### WHAT THIS TASK INVOLVES
From the entries below, extract every line that includes the word "derive".

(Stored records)
//! Souq storefront library.
//!
//! This crate provides the storefront functionality as a library,
//! allowing it to be tested and reused.

#![cfg_attr(not(test), forbid(unsafe_code))]

pub mod config;
pub mod db;
pub mod error;
pub mod middleware;
pub mod models;
pub mod routes;
pub mod services;
pub mod state;
pub mod store;

use axum::{Router, middleware::from_fn, routing::get};
use tower_http::trace::{DefaultOnResponse, OnResponse, TraceLayer};
use tracing::Span;

use crate::state::AppState;

/// Build the complete storefront router over `state`.
///
/// Sessions live in `PostgreSQL` when the state has a pool and in memory
/// otherwise.
pub fn build_router(state: AppState) -> Router {
    let app = Router::new()
        .route("/health", get(routes::health::health))
        .route("/health/ready", get(routes::health::ready))
        .merge(routes::routes())
        .layer(from_fn(middleware::security_headers_middleware));

    let app = match state.pool() {
        Some(pool) => app.layer(middleware::create_session_layer(
            tower_sessions_sqlx_store::PostgresStore::new(pool.clone()),
            state.config(),
        )),
        None => app.layer(middleware::create_session_layer(
            tower_sessions::MemoryStore::default(),
            state.config(),
        )),
    };

    app.layer(from_fn(middleware::request_id_middleware))
        .layer(
            TraceLayer::new_for_http()
                .make_span_with(|request: &axum::http::Request<_>| {
                    tracing::info_span!(
                        "http_request",
                        method = %request.method(),
                        uri = %request.uri(),
                        request_id = tracing::field::Empty,
                        user_id = tracing::field::Empty,
                        status = tracing::field::Empty,
                        latency_ms = tracing::field::Empty,
                    )
                })
                .on_response(
                    |response: &axum::http::Response<_>,
                     latency: std::time::Duration,
                     span: &Span| {
                        span.record("status", response.status().as_u16());
                        span.record(
                            "latency_ms",
                            u64::try_from(latency.as_millis()).unwrap_or(u64::MAX),
                        );
                        DefaultOnResponse::default().on_response(response, latency, span);
                    },
                ),
        )
        .with_state(state)
        // Sentry layers (outermost for full request coverage)
        .layer(sentry_tower::NewSentryLayer::new_from_top())
        .layer(sentry_tower::SentryHttpLayer::new().enable_transaction())
}
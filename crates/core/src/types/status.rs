//! Checkout enums.

use serde::{Deserialize, Serialize};

/// Payment method chosen on the checkout form.
///
/// Exactly one is selected at a time. Serialized with the form's field
/// values (`creditCard`, `paypal`, `valU`, `cod`).
#[derive(Debug, Clone, Copy, PartialEq, Eq, Hash, Serialize, Deserialize, Default)]
#[serde(rename_all = "camelCase")]
pub enum PaymentMethod {
    /// Card details are entered on the form and validated.
    #[default]
    CreditCard,
    /// Handled by the external PayPal widget.
    Paypal,
    /// valU instalments.
    ValU,
    /// Cash on delivery.
    Cod,
}

impl PaymentMethod {
    /// Whether card fields must be filled in and validated.
    #[must_use]
    pub const fn requires_card(&self) -> bool {
        matches!(self, Self::CreditCard)
    }

    /// Whether the main submit button hands off to the payment widget.
    #[must_use]
    pub const fn defers_to_widget(&self) -> bool {
        matches!(self, Self::Paypal)
    }
}

impl std::fmt::Display for PaymentMethod {
    fn fmt(&self, f: &mut std::fmt::Formatter<'_>) -> std::fmt::Result {
        match self {
            Self::CreditCard => write!(f, "creditCard"),
            Self::Paypal => write!(f, "paypal"),
            Self::ValU => write!(f, "valU"),
            Self::Cod => write!(f, "cod"),
        }
    }
}

impl std::str::FromStr for PaymentMethod {
    type Err = String;

    fn from_str(s: &str) -> Result<Self, Self::Err> {
        match s {
            "creditCard" => Ok(Self::CreditCard),
            "paypal" => Ok(Self::Paypal),
            "valU" => Ok(Self::ValU),
            "cod" => Ok(Self::Cod),
            _ => Err(format!("invalid payment method: {s}")),
        }
    }
}

/// Outcome reported by the external payment widget.
#[derive(Debug, Clone, Copy, PartialEq, Eq, Hash, Serialize, Deserialize)]
#[serde(rename_all = "snake_case")]
pub enum WidgetOutcome {
    /// The payer approved and the capture completed.
    Approved,
    /// The widget failed.
    Failed,
    /// The payer closed the widget.
    Cancelled,
}
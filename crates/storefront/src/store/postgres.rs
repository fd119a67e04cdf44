//! `PostgreSQL`-backed document store.
//!
//! Each document is one row of `storefront.document`, keyed by
//! `(collection, id)` with its body in a JSONB column. Top-level field merges
//! use the JSONB `||` operator.

use async_trait::async_trait;
use serde_json::{Map, Value};
use sqlx::PgPool;
use sqlx::types::Json;

use souq_core::{CollectionPath, DocumentPath};

use super::{
    ChangeFeed, ChangeKind, Document, DocumentStore, StoreError, Subscription, ensure_object,
};

/// [`DocumentStore`] over a `PostgreSQL` pool.
///
/// Change events are published to an in-process feed, so subscribers only
/// see writes made through this process. Running several instances against
/// one database needs an external relay (such as `LISTEN`/`NOTIFY`) for live
/// views to stay in sync.
#[derive(Debug, Clone)]
pub struct PgDocumentStore {
    pool: PgPool,
    feed: ChangeFeed,
}

impl PgDocumentStore {
    /// Create a store over an existing pool.
    #[must_use]
    pub fn new(pool: PgPool) -> Self {
        Self {
            pool,
            feed: ChangeFeed::default(),
        }
    }

    /// The underlying connection pool.
    #[must_use]
    pub const fn pool(&self) -> &PgPool {
        &self.pool
    }
}

#[async_trait]
impl DocumentStore for PgDocumentStore {
    async fn get(&self, path: &DocumentPath) -> Result<Option<Document>, StoreError> {
        let row = sqlx::query_scalar::<_, Json<Value>>(
            r"
            SELECT data
            FROM storefront.document
            WHERE collection = $1 AND id = $2
            ",
        )
        .bind(path.parent().to_string())
        .bind(path.id())
        .fetch_optional(&self.pool)
        .await?;

        Ok(row.map(|Json(data)| Document {
            path: path.clone(),
            data,
        }))
    }

    async fn create(&self, path: &DocumentPath, data: Value) -> Result<(), StoreError> {
        ensure_object(path, &data)?;
        let result = sqlx::query(
            r"
            INSERT INTO storefront.document (collection, id, data)
            VALUES ($1, $2, $3)
            ON CONFLICT (collection, id) DO NOTHING
            ",
        )
        .bind(path.parent().to_string())
        .bind(path.id())
        .bind(Json(data))
        .execute(&self.pool)
        .await?;

        if result.rows_affected() == 0 {
            return Err(StoreError::AlreadyExists(path.clone()));
        }
        self.feed.publish(path, ChangeKind::Created);
        Ok(())
    }

    async fn set(&self, path: &DocumentPath, data: Value) -> Result<(), StoreError> {
        ensure_object(path, &data)?;
        let inserted: bool = sqlx::query_scalar(
            r"
            INSERT INTO storefront.document (collection, id, data)
            VALUES ($1, $2, $3)
            ON CONFLICT (collection, id)
            DO UPDATE SET data = EXCLUDED.data, updated_at = NOW()
            RETURNING (xmax = 0) AS inserted
            ",
        )
        .bind(path.parent().to_string())
        .bind(path.id())
        .bind(Json(data))
        .fetch_one(&self.pool)
        .await?;

        let kind = if inserted {
            ChangeKind::Created
        } else {
            ChangeKind::Updated
        };
        self.feed.publish(path, kind);
        Ok(())
    }

    async fn update(
        &self,
        path: &DocumentPath,
        fields: Map<String, Value>,
    ) -> Result<(), StoreError> {
        let result = sqlx::query(
            r"
            UPDATE storefront.document
            SET data = data || $3, updated_at = NOW()
            WHERE collection = $1 AND id = $2
            ",
        )
        .bind(path.parent().to_string())
        .bind(path.id())
        .bind(Json(Value::Object(fields)))
        .execute(&self.pool)
        .await?;

        if result.rows_affected() == 0 {
            return Err(StoreError::NotFound(path.clone()));
        }
        self.feed.publish(path, ChangeKind::Updated);
        Ok(())
    }

    async fn delete(&self, path: &DocumentPath) -> Result<(), StoreError> {
        let result = sqlx::query(
            r"
            DELETE FROM storefront.document
            WHERE collection = $1 AND id = $2
            ",
        )
        .bind(path.parent().to_string())
        .bind(path.id())
        .execute(&self.pool)
        .await?;

        if result.rows_affected() > 0 {
            self.feed.publish(path, ChangeKind::Deleted);
        }
        Ok(())
    }

    async fn list(&self, collection: &CollectionPath) -> Result<Vec<Document>, StoreError> {
        let rows = sqlx::query_as::<_, (String, Json<Value>)>(
            r"
            SELECT id, data
            FROM storefront.document
            WHERE collection = $1
            ORDER BY id
            ",
        )
        .bind(collection.to_string())
        .fetch_all(&self.pool)
        .await?;

        rows.into_iter()
            .map(|(id, Json(data))| {
                Ok(Document {
                    path: collection.doc(&id)?,
                    data,
                })
            })
            .collect()
    }

    fn watch(&self, collection: &CollectionPath) -> Subscription {
        self.feed.subscribe(collection)
    }
}
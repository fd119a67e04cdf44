//! HTTP middleware stack for storefront.
//!
//! # Middleware Order (bottom to top in Router)
//!
//! 1. Sentry layer (capture errors)
//! 2. `TraceLayer` (request tracing)
//! 3. Request ID (add unique ID to each request)
//! 4. Session layer (tower-sessions, `PostgreSQL` or in-memory store)
//! 5. Security headers
//!
//! The [`Shopper`] extractor resolves the shopper id from the session inside
//! handlers.

pub mod request_id;
pub mod security_headers;
pub mod session;
pub mod shopper;

pub use request_id::request_id_middleware;
pub use security_headers::security_headers_middleware;
pub use session::create_session_layer;
pub use shopper::{Shopper, set_current_shopper};
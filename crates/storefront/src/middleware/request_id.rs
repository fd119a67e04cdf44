//! Request ID middleware for request tracing and correlation.
//!
//! An upstream `x-request-id` is reused when it looks sane; otherwise a UUID v4
//! is generated. The id is recorded in the request span, tagged on the Sentry
//! scope, stored in request extensions as [`RequestId`] and echoed in the
//! response headers.

use axum::{extract::Request, http::HeaderValue, middleware::Next, response::Response};
use tracing::Span;
use uuid::Uuid;

/// The HTTP header name for request IDs.
pub const REQUEST_ID_HEADER: &str = "x-request-id";

/// Longest upstream id accepted as-is.
const MAX_REQUEST_ID_LENGTH: usize = 128;

/// The current request's id, available to handlers as an extension.
#[derive(Debug, Clone, PartialEq, Eq)]
pub struct RequestId(pub String);

/// Middleware that ensures every request has a request ID.
pub async fn request_id_middleware(mut request: Request, next: Next) -> Response {
    let request_id = request
        .headers()
        .get(REQUEST_ID_HEADER)
        .and_then(|h| h.to_str().ok())
        .and_then(accept_upstream_id)
        .map_or_else(|| Uuid::new_v4().to_string(), String::from);

    Span::current().record("request_id", request_id.as_str());
    sentry::configure_scope(|scope| {
        scope.set_tag("request_id", &request_id);
    });

    request
        .extensions_mut()
        .insert(RequestId(request_id.clone()));

    let mut response = next.run(request).await;

    if let Ok(value) = HeaderValue::from_str(&request_id) {
        response.headers_mut().insert(REQUEST_ID_HEADER, value);
    }

    response
}

/// Accept an upstream id if it is short, non-empty printable ASCII.
fn accept_upstream_id(raw: &str) -> Option<&str> {
    let raw = raw.trim();
    let sane = !raw.is_empty()
        && raw.len() <= MAX_REQUEST_ID_LENGTH
        && raw.bytes().all(|b| b.is_ascii_graphic());
    sane.then_some(raw)
}

#[cfg(test)]
#[allow(clippy::unwrap_used)]
mod tests {
    use axum::{Router, body::Body, http::Request as HttpRequest, middleware, routing::get};
    use tower::ServiceExt;

    use super::*;

    fn app() -> Router {
        Router::new()
            .route(
                "/",
                get(|axum::Extension(id): axum::Extension<RequestId>| async move { id.0 }),
            )
            .layer(middleware::from_fn(request_id_middleware))
    }

    #[test]
    fn test_accept_upstream_id() {
        assert_eq!(accept_upstream_id(" abc-123 "), Some("abc-123"));
        assert_eq!(accept_upstream_id(""), None);
        assert_eq!(accept_upstream_id("has space"), None);
        assert_eq!(accept_upstream_id(&"x".repeat(129)), None);
    }

    #[tokio::test]
    async fn test_upstream_id_is_echoed() {
        let response = app()
            .oneshot(
                HttpRequest::builder()
                    .uri("/")
                    .header(REQUEST_ID_HEADER, "edge-42")
                    .body(Body::empty())
                    .unwrap(),
            )
            .await
            .unwrap();

        assert_eq!(response.headers()[REQUEST_ID_HEADER], "edge-42");
        let body = axum::body::to_bytes(response.into_body(), 1024).await.unwrap();
        assert_eq!(&body[..], b"edge-42");
    }

    #[tokio::test]
    async fn test_missing_id_is_generated() {
        let response = app()
            .oneshot(HttpRequest::builder().uri("/").body(Body::empty()).unwrap())
            .await
            .unwrap();

        let id = response.headers()[REQUEST_ID_HEADER].to_str().unwrap();
        assert!(Uuid::parse_str(id).is_ok());
    }
}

### RESPONSE BELOW
#[derive(Debug, Clone, Copy, PartialEq, Eq, Hash, Serialize, Deserialize, Default)]
#[derive(Debug, Clone, Copy, PartialEq, Eq, Hash, Serialize, Deserialize)]
#[derive(Debug, Clone)]
#[derive(Debug, Clone, PartialEq, Eq)]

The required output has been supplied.